- [DATA]

- - - - -

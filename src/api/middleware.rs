//! Shared request state and the JSON error type
//!
//! `AppState` is cloned into every handler, HTML and JSON alike. `ApiError`
//! is the error body of the `/api/v1` endpoints; its code decides the status.

use axum::{
    extract::rejection::{JsonRejection, QueryRejection},
    http::StatusCode,
    response::{IntoResponse, Response},
    Json,
};
use serde::{Deserialize, Serialize};
use std::sync::Arc;

use crate::config::ListingsConfig;
use crate::db::repositories::{
    SqlxInquiryRepository, SqlxListingRepository, SqlxRealtorRepository,
};
use crate::db::DynDatabasePool;
use crate::models::ValidationError;
use crate::services::{
    InquiryService, InquiryServiceError, ListingService, ListingServiceError, RealtorService,
    RealtorServiceError,
};
use crate::theme::ThemeEngine;

/// Application state containing shared services
#[derive(Clone)]
pub struct AppState {
    pub listing_service: Arc<ListingService>,
    pub inquiry_service: Arc<InquiryService>,
    pub realtor_service: Arc<RealtorService>,
    pub theme_engine: Arc<ThemeEngine>,
    pub listings_config: Arc<ListingsConfig>,
}

impl AppState {
    /// Wire the sqlx repositories and services over one pool
    pub fn new(pool: DynDatabasePool, theme_engine: ThemeEngine, listings_config: ListingsConfig) -> Self {
        let listing_repo = SqlxListingRepository::boxed(pool.clone());
        let inquiry_repo = SqlxInquiryRepository::boxed(pool.clone());
        let realtor_repo = SqlxRealtorRepository::boxed(pool);

        Self {
            listing_service: Arc::new(ListingService::new(listing_repo.clone())),
            inquiry_service: Arc::new(InquiryService::new(inquiry_repo, listing_repo)),
            realtor_service: Arc::new(RealtorService::new(realtor_repo)),
            theme_engine: Arc::new(theme_engine),
            listings_config: Arc::new(listings_config),
        }
    }
}

/// Error response for API errors
#[derive(Debug, Serialize, Deserialize)]
pub struct ApiError {
    pub error: ApiErrorDetail,
}

#[derive(Debug, Serialize, Deserialize)]
pub struct ApiErrorDetail {
    pub code: String,
    pub message: String,
    #[serde(skip_serializing_if = "Option::is_none")]
    pub details: Option<serde_json::Value>,
}

impl ApiError {
    pub fn new(code: impl Into<String>, message: impl Into<String>) -> Self {
        Self {
            error: ApiErrorDetail {
                code: code.into(),
                message: message.into(),
                details: None,
            },
        }
    }

    pub fn with_details(
        code: impl Into<String>,
        message: impl Into<String>,
        details: serde_json::Value,
    ) -> Self {
        Self {
            error: ApiErrorDetail {
                code: code.into(),
                message: message.into(),
                details: Some(details),
            },
        }
    }

    pub fn not_found(message: impl Into<String>) -> Self {
        Self::new("NOT_FOUND", message)
    }

    pub fn validation_error(message: impl Into<String>) -> Self {
        Self::new("VALIDATION_ERROR", message)
    }

    pub fn conflict(message: impl Into<String>) -> Self {
        Self::new("CONFLICT", message)
    }

    pub fn internal_error(message: impl Into<String>) -> Self {
        Self::new("INTERNAL_ERROR", message)
    }

    pub fn status(&self) -> StatusCode {
        match self.error.code.as_str() {
            "NOT_FOUND" => StatusCode::NOT_FOUND,
            "VALIDATION_ERROR" => StatusCode::BAD_REQUEST,
            "CONFLICT" => StatusCode::CONFLICT,
            _ => StatusCode::INTERNAL_SERVER_ERROR,
        }
    }
}

impl IntoResponse for ApiError {
    fn into_response(self) -> Response {
        (self.status(), Json(self)).into_response()
    }
}

impl From<ValidationError> for ApiError {
    fn from(err: ValidationError) -> Self {
        Self::with_details(
            "VALIDATION_ERROR",
            err.to_string(),
            serde_json::json!({ "field": err.field }),
        )
    }
}

impl From<JsonRejection> for ApiError {
    fn from(rejection: JsonRejection) -> Self {
        Self::validation_error(rejection.body_text())
    }
}

impl From<QueryRejection> for ApiError {
    fn from(rejection: QueryRejection) -> Self {
        Self::validation_error(rejection.body_text())
    }
}

impl From<ListingServiceError> for ApiError {
    fn from(err: ListingServiceError) -> Self {
        match err {
            ListingServiceError::NotFound(_) => Self::not_found(err.to_string()),
            ListingServiceError::InternalError(e) => {
                tracing::error!("Listing request failed: {:#}", e);
                Self::internal_error("Internal server error")
            }
        }
    }
}

impl From<RealtorServiceError> for ApiError {
    fn from(err: RealtorServiceError) -> Self {
        match err {
            RealtorServiceError::NotFound(_) => Self::not_found(err.to_string()),
            RealtorServiceError::InternalError(e) => {
                tracing::error!("Realtor request failed: {:#}", e);
                Self::internal_error("Internal server error")
            }
        }
    }
}

impl From<InquiryServiceError> for ApiError {
    fn from(err: InquiryServiceError) -> Self {
        match err {
            InquiryServiceError::NotFound(_) => Self::not_found(err.to_string()),
            InquiryServiceError::ValidationError(e) => e.into(),
            InquiryServiceError::DuplicateInquiry { .. } => {
                Self::conflict("You have already made an inquiry for this listing")
            }
            InquiryServiceError::InternalError(e) => {
                tracing::error!("Inquiry request failed: {:#}", e);
                Self::internal_error("Internal server error")
            }
        }
    }
}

- - - - -

- [WHAT THIS TASK INVOLVES] Only lines that contain "QueryRejection" are needed, so copy each of them from the data.

- [RESULT OF THE TASK]
    extract::rejection::{JsonRejection, QueryRejection},
impl From<QueryRejection> for ApiError {
    fn from(rejection: QueryRejection) -> Self {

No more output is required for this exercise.